On 26 May, the anti-government protests in Armenia which have lasted for over two weeks, reached their peak. At the forefront of the protests is Archbishop Bagrat Galstanyan of the Tavush diocese of the Armenian Apostolic Church. He is the leader of the Tavush for the Homeland movement, and had previously not been involved in politics. At a rally in Yerevan, he once again called for the government’s resignation and expressed his readiness to lead a temporary cabinet composed of a broad spectrum of political forces, and to organise early elections. The immediate trigger for the movement was the transfer of four villages in Tavush to Azerbaijan; these villages legally belonged to Azerbaijan but had been controlled by Armenia for over 30 years. In more general terms, the protests have been caused by public frustration with the government’s policies, which include accepting defeat in the conflict with Azerbaijan and its readiness to make major concessions so that a peace deal can be struck as soon as possible. Around 30,000 protesters attempted to blockade the capital and seize the prime minister’s residence. These attempts were repelled by law enforcement forces, and nearly 300 people were detained. Smaller-scale demonstrations are continuing.


  • A section of the Armenian public, including the groups sidelined from power in 2018 due to public protests (the so-called Karabakh clan), accuses the government of betraying national interests, being overly submissive to Baku and ‘suicidally’ dismantling the alliance with Russia. A smaller group rejects any possibility of compromise with Azerbaijan, and is advocating for armed struggle. Over the past few years there have been several attempts to overthrow Prime Minister Pashinyan following a series of defeats in the conflict with Azerbaijan. However, since the attempts were not supported by a broader public and the old elites had been discredited, these threats could be neutralised straight away. What makes Archbishop Galstanyan strong is his positive image, the non-partisan nature of his movement, his initially relatively moderate rhetoric and the lack of any apparent ties between him and Russia. Galstanyan has ‘suspended’ his religious activities during the protests, but he is not eligible to hold a senior government position due to his dual citizenship (Armenian and Canadian).
  • However, the 26 May protests have been an obvious failure for Archbishop Galstanyan, as public support and political backing have proved insufficient, and the unity of the government camp and law enforcement forces has remained intact. The greater part of the Armenian public sees no alternative to the costly deal with Azerbaijan (despite the nation’s post-war trauma) or to the incumbent national leader. There is also strong distrust of the old elites and of Russia as an ally. An additional factor that ultimately played into the government’s hands was the disastrous flood in the northern part of the country, which has also affected the Tavush area. While Pashinyan was overseeing the relief efforts on-site, the protesters launched an ‘assault’ on his residence. This cast them in a negative light as they appeared to be focused on political games; their threats to block roads nationwide could also hinder the government’s efforts to deal with the disaster’s aftermath.

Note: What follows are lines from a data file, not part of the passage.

//! collectd reply parsing
//!
//! The unixsock protocol answers every `PUTVAL` with one ASCII line:
//! a decimal integer status code, a single space, then a free-text
//! message. Status `0` means the value was accepted; negative statuses
//! are errors; anything else is unsupported and ignored by the caller.
//!
//! A line without a parseable leading integer or without the separating
//! space is a protocol violation: once framing is lost the reply stream
//! cannot be resynchronized, so parsing fails closed.

use crate::{ProtocolError, Result};

/// Parsed collector reply.
#[derive(Debug, Clone, PartialEq, Eq)]
pub struct Reply {
    /// Leading status code
    pub status: i64,
    /// Free-text message after the status
    pub message: String,
}

impl Reply {
    /// Status `0`: value accepted
    pub fn is_ok(&self) -> bool {
        self.status == 0
    }

    /// Negative status: collector rejected the value
    pub fn is_error(&self) -> bool {
        self.status < 0
    }
}

/// Parse one reply line into `(status, message)`.
///
/// Accepts a trailing `\n` or `\r\n`; the terminator is not part of the
/// message.
pub fn parse_reply(line: &str) -> Result<Reply> {
    let line = line.strip_suffix('\n').unwrap_or(line);
    let line = line.strip_suffix('\r').unwrap_or(line);

    let Some((status, message)) = line.split_once(' ') else {
        return Err(ProtocolError::malformed_reply(line));
    };

    let status: i64 = status
        .parse()
        .map_err(|_| ProtocolError::malformed_reply(line))?;

    Ok(Reply {
        status,
        message: message.to_string(),
    })
}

  • The tensions inside Armenia are part of the ongoing crisis in its relations with Russia, which have been worsening for years. Armenia accuses Moscow of failing to fulfil both its formal (resulting from the two countries’ alliance) and informal commitments to it at each successive stage of its conflicts with Azerbaijan. Pashinyan, who is pro-democratic, has openly criticised Russia and is seeking alternative strategic partners (examples of which include his readiness to cooperate with Turkey, military collaboration with India, and above all declarations that Armenia is reorienting its foreign policy towards the West). He has become the target of harsh political and media attacks by the Kremlin. Moscow supports and inspires the Armenian opposition (at least indirectly), plays on Baku’s ambitions, and has signalled its readiness to use force against the government in Yerevan. Immediately before the recent protest, on 24 May, Moscow recalled its ambassador from Armenia. The pro-Russian infosphere suggested that Russian or CSTO forces could intervene and become involved in the crisis in Armenia.

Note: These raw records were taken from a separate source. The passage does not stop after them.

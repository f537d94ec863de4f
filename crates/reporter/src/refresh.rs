//! Per-key refresh timers
//!
//! One outstanding timer per metric key, at most. Arming a key that
//! already holds a timer cancels the old one first; a timer that fires
//! after it was superseded or canceled identifies itself by generation
//! and is discarded by the reporter.
//!
//! Timers are delayed self-sends: each one is a task that sleeps for the
//! refresh interval and then posts `Event::RefreshDue` into the reporter
//! mailbox. Only the reporter task mutates this table, so cancel-then-arm
//! is atomic with respect to every other key event.

use std::collections::HashMap;
use std::time::Duration;

use statbridge_protocol::{MetricKey, Value};
use tokio::sync::mpsc;
use tokio::task::JoinHandle;
use tokio::time::sleep;

use crate::reporter::Event;

/// Binding of a key to its one outstanding timer
struct TimerEntry {
    generation: u64,
    handle: JoinHandle<()>,
}

/// Timer registry, exclusively owned by one reporter
pub(crate) struct RefreshTimers {
    entries: HashMap<MetricKey, TimerEntry>,
    next_generation: u64,
}

impl RefreshTimers {
    pub(crate) fn new() -> Self {
        Self {
            entries: HashMap::new(),
            next_generation: 0,
        }
    }

    /// Arm a refresh for `key`, canceling any previous timer for it.
    ///
    /// After `delay`, `Event::RefreshDue` carrying `value` and the new
    /// generation is posted to `tx`.
    pub(crate) fn arm(
        &mut self,
        key: MetricKey,
        value: Value,
        delay: Duration,
        tx: mpsc::Sender<Event>,
    ) {
        self.next_generation += 1;
        let generation = self.next_generation;

        let timer_key = key.clone();
        let handle = tokio::spawn(async move {
            sleep(delay).await;
            let _ = tx
                .send(Event::RefreshDue {
                    key: timer_key,
                    value,
                    generation,
                })
                .await;
        });

        if let Some(old) = self.entries.insert(key, TimerEntry { generation, handle }) {
            old.handle.abort();
        }
    }

    /// Cancel the timer for `key` if one exists.
    ///
    /// Idempotent: canceling an already-fired or already-canceled timer
    /// is a no-op. Returns whether an entry was removed.
    pub(crate) fn cancel(&mut self, key: &MetricKey) -> bool {
        match self.entries.remove(key) {
            Some(entry) => {
                entry.handle.abort();
                true
            }
            None => false,
        }
    }

    /// Whether a fired timer is still the live one for its key.
    ///
    /// False when the key was unsubscribed or a newer report re-armed it
    /// while the fire was in flight.
    pub(crate) fn is_current(&self, key: &MetricKey, generation: u64) -> bool {
        self.entries
            .get(key)
            .is_some_and(|entry| entry.generation == generation)
    }

    /// Number of keys holding a pending timer
    #[cfg(test)]
    pub(crate) fn len(&self) -> usize {
        self.entries.len()
    }
}

impl Drop for RefreshTimers {
    fn drop(&mut self) {
        for entry in self.entries.values() {
            entry.handle.abort();
        }
    }
}

#[cfg(test)]
#[path = "refresh_test.rs"]
mod refresh_test;
use crate::{MetricKey, Segment};
use std::collections::HashMap;

#[test]
fn test_equal_keys_match() {
    let a = MetricKey::new(["svc", "latency"], "mean");
    let b = MetricKey::new(["svc", "latency"], "mean");
    assert_eq!(a, b);

    let mut table = HashMap::new();
    table.insert(a, 1);
    assert_eq!(table.get(&b), Some(&1));
}

#[test]
fn test_datapoint_distinguishes_keys() {
    let mean = MetricKey::new(["svc", "latency"], "mean");
    let count = MetricKey::new(["svc", "latency"], "count");
    assert_ne!(mean, count);
}

#[test]
fn test_segment_sequence_distinguishes_keys() {
    let a = MetricKey::new(["svc", "latency"], "mean");
    let b = MetricKey::new(["latency", "svc"], "mean");
    assert_ne!(a, b);
}

#[test]
fn test_integer_segments_render_decimal() {
    let key = MetricKey::new(
        [Segment::from("worker"), Segment::from(7_i64)],
        "count",
    );
    assert_eq!(key.flatten('_'), "worker_7_count");
}

#[test]
fn test_flatten_separators() {
    let key = MetricKey::new(["svc", "latency"], "mean");
    assert_eq!(key.flatten('_'), "svc_latency_mean");
    assert_eq!(key.flatten('.'), "svc.latency.mean");
}

#[test]
fn test_flatten_empty_path() {
    let key = MetricKey::new(Vec::<Segment>::new(), "count");
    assert_eq!(key.flatten('_'), "count");
}

#[test]
fn test_keys_are_ordered() {
    let mut keys = vec![
        MetricKey::new(["b"], "mean"),
        MetricKey::new(["a"], "mean"),
        MetricKey::new(["a"], "count"),
    ];
    keys.sort();
    assert_eq!(keys[0], MetricKey::new(["a"], "count"));
    assert_eq!(keys[2], MetricKey::new(["b"], "mean"));
}

#[test]
fn test_display_uses_dotted_path() {
    let key = MetricKey::new(["svc", "latency"], "mean");
    assert_eq!(key.to_string(), "svc.latency.mean");
}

  • The protests of the Tavush for the Homeland movement appear to have lost their previous momentum, but this does not mean its complete defeat. Public frustration at the condition and the future of the country, especially as regards its security, is a constant element of Armenian reality, and it will not be possible to eliminate this in the near future. Russia’s policy towards Armenia is also a growing problem. If the pressure it is currently bringing on Yerevan brings no effects, Moscow will look for new ways to destabilise the situation in the country. The regional context – the political crisis in Georgia, Azerbaijan’s constant pressure on Armenia and the relative weakness of the West in the Caucasus – may make it easier for Russia to achieve this goal. It will remain crucial for Yerevan to maintain the current public trust in the government, to undertake successful peace negotiations with Baku, and to develop an effective alternative to cooperation with Moscow; concrete support from the EU and the US would be of strategic importance in this area.